Computers store data in binary form. The numbers, English, punctuation marks, Chinese characters and other characters we usually see on the display are the result of binary number conversion.
Character set (Character set) defines the correspondence between characters and binary, and assigns unique numbers to characters. Common character sets include ASCII, GBK, IOS-8859-1, etc.
Character encoding (Character encoding) can also be called character set code, which specifies how to store character numbers in the computer.
Most character sets only correspond to one character encoding, such as: ASCII, IOS-8859-1, GB2312, GBK, which all represent both the character set and the corresponding character encoding. So in general, the two can be considered synonyms. The exception is the Unicode character set, which has three encoding schemes, UTF-8, UTF-16, and UTF-32. The most commonly used encoding is UTF-8.
In MySQL, you can view the character set currently used by MySQL through the SHOW VARIABLES LIKE 'character%';
command. The command and running results are as follows:
mysql> SHOW VARIABLES LIKE 'character%'; +--------------------------+---------------------------------------------------------+ | Variable_name | Value | +--------------------------+---------------------------------------------------------+ | character_set_client | gbk | | character_set_connection | gbk | | character_set_database | latin1 | | character_set_filesystem | binary | | character_set_results | gbk | | character_set_server | latin1 | | character_set_system | utf8 | | character_sets_dir | C:\Program Files\MySQL\MySQL Server 5.7\share\charsets\ | +--------------------------+---------------------------------------------------------+ 8 rows in set, 1 warning (0.01 sec)
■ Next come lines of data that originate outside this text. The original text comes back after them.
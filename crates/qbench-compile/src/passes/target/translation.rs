//! Basis translation passes.

use std::f64::consts::{FRAC_PI_2, FRAC_PI_4, PI};

use qbench_ir::{Circuit, Instruction, QubitId, StandardGate};

use crate::error::{CompileError, CompileResult};
use crate::pass::{Pass, PassKind};
use crate::property::{BasisGates, PropertySet};

/// Basis translation pass.
///
/// Rewrites every gate outside the target basis with a fixed decomposition,
/// repeating until only basis gates remain. Decompositions are exact up to
/// global phase and bottom out in `rx`, `ry`, `rz` and `cx`; a gate that
/// cannot reach the basis fails with [`CompileError::UntranslatableGate`].
pub struct BasisTranslation;

impl Pass for BasisTranslation {
    fn name(&self) -> &'static str {
        "BasisTranslation"
    }

    fn kind(&self) -> PassKind {
        PassKind::Transformation
    }

    fn run(&self, circuit: &mut Circuit, properties: &mut PropertySet) -> CompileResult<()> {
        let Some(basis) = properties.basis_gates.as_ref() else {
            return Ok(());
        };

        let mut translated = circuit.clone_empty();
        for instruction in circuit.instructions() {
            let mut worklist = vec![instruction.clone()];
            while let Some(inst) = worklist.pop() {
                let Some(gate) = inst.as_gate().copied() else {
                    translated.push(inst)?;
                    continue;
                };
                if basis.contains(gate.name()) {
                    translated.push(inst)?;
                    continue;
                }
                let replacement = decompose(gate, &inst.qubits)
                    .filter(|r| reaches_basis(r, basis))
                    .ok_or_else(|| CompileError::UntranslatableGate(gate.name().to_string()))?;
                // Stack order: push in reverse so the first replacement runs first.
                worklist.extend(replacement.into_iter().rev());
            }
        }

        *circuit = translated;
        Ok(())
    }

    fn should_run(&self, _circuit: &Circuit, properties: &PropertySet) -> bool {
        properties.basis_gates.is_some()
    }
}

/// A replacement is useful only if each of its gates is in the basis or can
/// itself be decomposed. Checked one level deep per step, which is enough to
/// reject a basis missing `cx` or a rotation before the worklist grows.
fn reaches_basis(replacement: &[Instruction], basis: &BasisGates) -> bool {
    replacement.iter().all(|inst| {
        inst.as_gate()
            .is_none_or(|g| basis.contains(g.name()) || decompose(*g, &inst.qubits).is_some())
    })
}

fn g1(gate: StandardGate, q: QubitId) -> Instruction {
    Instruction::single_qubit_gate(gate, q)
}

fn cx(control: QubitId, target: QubitId) -> Instruction {
    Instruction::two_qubit_gate(StandardGate::CX, control, target)
}

/// One decomposition step for `gate` on `qubits`, or `None` for the
/// primitive gates `rx`, `ry`, `rz` and `cx`.
fn decompose(gate: StandardGate, qubits: &[QubitId]) -> Option<Vec<Instruction>> {
    use StandardGate::*;

    let a = qubits[0];
    let rules = match gate {
        I => vec![],
        X => vec![g1(Rx(PI), a)],
        Y => vec![g1(Ry(PI), a)],
        Z => vec![g1(Rz(PI), a)],
        H => vec![g1(Rz(PI), a), g1(Ry(FRAC_PI_2), a)],
        S => vec![g1(Rz(FRAC_PI_2), a)],
        Sdg => vec![g1(Rz(-FRAC_PI_2), a)],
        T => vec![g1(Rz(FRAC_PI_4), a)],
        Tdg => vec![g1(Rz(-FRAC_PI_4), a)],
        SX => vec![g1(Rx(FRAC_PI_2), a)],
        SXdg => vec![g1(Rx(-FRAC_PI_2), a)],
        P(lambda) => vec![g1(Rz(lambda), a)],
        U(theta, phi, lambda) => vec![g1(Rz(lambda), a), g1(Ry(theta), a), g1(Rz(phi), a)],
        Rx(_) | Ry(_) | Rz(_) | CX => return None,
        _ => {
            let b = qubits[1];
            match gate {
                CY => vec![g1(Sdg, b), cx(a, b), g1(S, b)],
                CZ => vec![g1(H, b), cx(a, b), g1(H, b)],
                CH => vec![
                    g1(H, b),
                    g1(Sdg, b),
                    cx(a, b),
                    g1(H, b),
                    g1(T, b),
                    cx(a, b),
                    g1(T, b),
                    g1(H, b),
                    g1(S, b),
                    g1(X, b),
                    g1(S, a),
                ],
                Swap => vec![cx(a, b), cx(b, a), cx(a, b)],
                CRx(theta) => vec![
                    g1(P(FRAC_PI_2), b),
                    cx(a, b),
                    g1(U(-theta / 2.0, 0.0, 0.0), b),
                    cx(a, b),
                    g1(U(theta / 2.0, -FRAC_PI_2, 0.0), b),
                ],
                CRy(theta) => vec![
                    g1(Ry(theta / 2.0), b),
                    cx(a, b),
                    g1(Ry(-theta / 2.0), b),
                    cx(a, b),
                ],
                CRz(theta) => vec![
                    g1(Rz(theta / 2.0), b),
                    cx(a, b),
                    g1(Rz(-theta / 2.0), b),
                    cx(a, b),
                ],
                CP(lambda) => vec![
                    g1(P(lambda / 2.0), a),
                    cx(a, b),
                    g1(P(-lambda / 2.0), b),
                    cx(a, b),
                    g1(P(lambda / 2.0), b),
                ],
                RZZ(theta) => vec![cx(a, b), g1(Rz(theta), b), cx(a, b)],
                CCX => {
                    let c = qubits[2];
                    vec![
                        g1(H, c),
                        cx(b, c),
                        g1(Tdg, c),
                        cx(a, c),
                        g1(T, c),
                        cx(b, c),
                        g1(Tdg, c),
                        cx(a, c),
                        g1(T, b),
                        g1(T, c),
                        g1(H, c),
                        cx(a, b),
                        g1(T, a),
                        g1(Tdg, b),
                        cx(a, b),
                    ]
                }
                CSwap => {
                    let c = qubits[2];
                    vec![
                        cx(c, b),
                        Instruction::gate(CCX, [a, b, c]),
                        cx(c, b),
                    ]
                }
                _ => return None,
            }
        }
    };
    Some(rules)
}
//! QASM 2.0 emitter for serializing circuits.

use qbench_ir::{Circuit, ClbitId, Instruction, InstructionKind, QubitId, Register, StandardGate};

/// Emit a circuit as QASM 2.0 source code.
///
/// Produces output compatible with the Quantinuum REST API and other tools
/// that accept `OPENQASM 2.0` with `qelib1.inc`. Register names are preserved,
/// and gates are spelled with their `qelib1.inc` names (`u1`, `u3`, `cu1`).
pub fn emit_qasm2(circuit: &Circuit) -> String {
    let mut emitter = Qasm2Emitter::new(circuit);
    emitter.emit_circuit(circuit);
    emitter.output
}

struct Qasm2Emitter<'a> {
    output: String,
    qregs: &'a [Register],
    cregs: &'a [Register],
}

impl<'a> Qasm2Emitter<'a> {
    fn new(circuit: &'a Circuit) -> Self {
        Self {
            output: String::new(),
            qregs: circuit.qregs(),
            cregs: circuit.cregs(),
        }
    }

    fn emit_circuit(&mut self, circuit: &Circuit) {
        self.writeln("OPENQASM 2.0;");
        self.writeln("include \"qelib1.inc\";");

        for reg in circuit.qregs() {
            self.writeln(&format!("qreg {}[{}];", reg.name, reg.size));
        }
        for reg in circuit.cregs() {
            self.writeln(&format!("creg {}[{}];", reg.name, reg.size));
        }

        for instruction in circuit.instructions() {
            self.emit_instruction(instruction);
        }
    }

    fn emit_instruction(&mut self, instruction: &Instruction) {
        let qubits = instruction
            .qubits
            .iter()
            .map(|q| self.qubit_name(*q))
            .collect::<Vec<_>>()
            .join(", ");

        match &instruction.kind {
            InstructionKind::Gate(gate) => {
                let params = gate
                    .parameters()
                    .iter()
                    .map(|p| format_param(*p))
                    .collect::<Vec<_>>()
                    .join(", ");
                let name = qelib_name(gate);
                if params.is_empty() {
                    self.writeln(&format!("{name} {qubits};"));
                } else {
                    self.writeln(&format!("{name}({params}) {qubits};"));
                }
            }
            InstructionKind::Measure => {
                for (q, c) in instruction.qubits.iter().zip(&instruction.clbits) {
                    let line = format!(
                        "measure {} -> {};",
                        self.qubit_name(*q),
                        self.clbit_name(*c)
                    );
                    self.writeln(&line);
                }
            }
            InstructionKind::Reset => self.writeln(&format!("reset {qubits};")),
            InstructionKind::Barrier => self.writeln(&format!("barrier {qubits};")),
        }
    }

    fn qubit_name(&self, qubit: QubitId) -> String {
        register_name(self.qregs, qubit.0, "q")
    }

    fn clbit_name(&self, clbit: ClbitId) -> String {
        register_name(self.cregs, clbit.0, "c")
    }

    fn writeln(&mut self, line: &str) {
        self.output.push_str(line);
        self.output.push('\n');
    }
}

fn register_name(registers: &[Register], index: u32, fallback: &str) -> String {
    registers
        .iter()
        .find(|r| r.contains(index))
        .map_or_else(
            || format!("{fallback}[{index}]"),
            |r| format!("{}[{}]", r.name, index - r.offset),
        )
}

fn qelib_name(gate: &StandardGate) -> &'static str {
    match gate {
        StandardGate::P(_) => "u1",
        StandardGate::CP(_) => "cu1",
        StandardGate::U(_, _, _) => "u3",
        other => other.name(),
    }
}

/// Shortest representation that parses back to the same `f64`.
fn format_param(value: f64) -> String {
    let text = format!("{value}");
    if text.contains(['.', 'e', 'N', 'i']) {
        text
    } else {
        format!("{text}.0")
    }
}
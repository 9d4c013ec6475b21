//! Pass trait for compilation passes.

use qbench_ir::Circuit;

use crate::error::CompileResult;
use crate::property::PropertySet;

/// The kind of compilation pass.
#[derive(Debug, Clone, Copy, PartialEq, Eq)]
pub enum PassKind {
    /// Reads the circuit and writes to the `PropertySet`.
    Analysis,
    /// Rewrites the circuit.
    Transformation,
}

/// A compilation pass over a circuit.
pub trait Pass: Send + Sync {
    /// Get the name of this pass.
    fn name(&self) -> &str;

    /// Get the kind of this pass.
    fn kind(&self) -> PassKind;

    /// Run the pass, rewriting `circuit` in place and recording results in
    /// `properties`.
    fn run(&self, circuit: &mut Circuit, properties: &mut PropertySet) -> CompileResult<()>;

    /// Check if this pass should run based on current state.
    fn should_run(&self, _circuit: &Circuit, _properties: &PropertySet) -> bool {
        true
    }
}
//! Circuit input: parsing and a structural summary for the report.

use std::collections::BTreeMap;

use serde::{Deserialize, Serialize};

use qbench_ir::Circuit;

use crate::error::InputShapeError;

/// Size and shape of the benchmarked circuit.
#[derive(Debug, Clone, PartialEq, Eq, Serialize, Deserialize)]
pub struct CircuitSummary {
    pub name: String,
    pub num_qubits: usize,
    pub num_clbits: usize,
    pub depth: usize,
    pub gate_count: usize,
    pub two_qubit_gates: usize,
    pub gate_counts: BTreeMap<String, usize>,
    /// Fingerprint of the QASM source, empty when built from a circuit.
    #[serde(default, skip_serializing_if = "String::is_empty")]
    pub content_hash: String,
}

impl CircuitSummary {
    pub fn of(circuit: &Circuit) -> Self {
        Self {
            name: circuit.name().to_string(),
            num_qubits: circuit.num_qubits(),
            num_clbits: circuit.num_clbits(),
            depth: circuit.depth(),
            gate_count: circuit.gate_count(),
            two_qubit_gates: circuit.two_qubit_gate_count(),
            gate_counts: circuit.gate_counts(),
            content_hash: String::new(),
        }
    }
}

/// A parsed circuit with its summary.
#[derive(Debug, Clone)]
pub struct CircuitInput {
    pub circuit: Circuit,
    pub summary: CircuitSummary,
}

impl CircuitInput {
    /// Parse OpenQASM 2.0 source.
    pub fn from_qasm(source: &str) -> Result<Self, InputShapeError> {
        let circuit = qbench_qasm::parse(source)?;
        let summary = CircuitSummary {
            content_hash: content_fingerprint(source),
            ..CircuitSummary::of(&circuit)
        };
        Ok(Self { circuit, summary })
    }

    /// Wrap an already-built circuit.
    pub fn from_circuit(circuit: Circuit) -> Self {
        let summary = CircuitSummary::of(&circuit);
        Self { circuit, summary }
    }
}

/// DJB2a and FNV-1a side by side. Not cryptographic.
fn content_fingerprint(input: &str) -> String {
    let mut h1: u64 = 5381;
    let mut h2: u64 = 0xcbf2_9ce4_8422_2325;
    for &b in input.as_bytes() {
        h1 = h1.wrapping_mul(33) ^ u64::from(b);
        h2 ^= u64::from(b);
        h2 = h2.wrapping_mul(0x0100_0000_01b3);
    }
    format!("{h1:016x}{h2:016x}")
}

#[cfg(test)]
mod tests {
    use super::*;

    const BELL: &str = r#"OPENQASM 2.0;
include "qelib1.inc";
qreg q[2];
creg c[2];
h q[0];
cx q[0], q[1];
measure q[0] -> c[0];
measure q[1] -> c[1];
"#;

    #[test]
    fn test_from_qasm() {
        let input = CircuitInput::from_qasm(BELL).unwrap();
        assert_eq!(input.summary.num_qubits, 2);
        assert_eq!(input.summary.gate_count, 2);
        assert_eq!(input.summary.two_qubit_gates, 1);
        assert_eq!(input.summary.gate_counts["cx"], 1);
        assert_eq!(input.summary.content_hash.len(), 32);
    }

    #[test]
    fn test_fingerprint_is_stable() {
        assert_eq!(content_fingerprint(BELL), content_fingerprint(BELL));
        assert_ne!(content_fingerprint(BELL), content_fingerprint("OPENQASM 2.0;"));
    }

    #[test]
    fn test_malformed_qasm() {
        let err = CircuitInput::from_qasm("OPENQASM 2.0;\nqreg q[1];\nfoo q[0];\n").unwrap_err();
        assert!(matches!(err, InputShapeError::Circuit(_)));
    }
}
The description of the above running results is shown in the following table:
Name | Description |
---|---|
character_set_client | Character set used by MySQL client |
character_set_connection | Character set used when connecting to the database |
character_set_database | The character set used to create the database |
character_set_filesystem | The character set used by the MySQL server file system, the default value is binary, no conversion is performed |
character_set_results | The character set used when the database returns data to the client |
character_set_server | Used by the MySQL server It is recommended that the character set be managed by the system itself. Do not define it artificially. |
character_set_system | The character set used by the database system. The default value is utf8 and no setting is required. |
character_sets_dir | Character set installation directory |
When the characters are garbled, you don’t need to care about character_set_filesystem, character_set_system and character_sets_dir. 3 system variables that will not affect garbled characters.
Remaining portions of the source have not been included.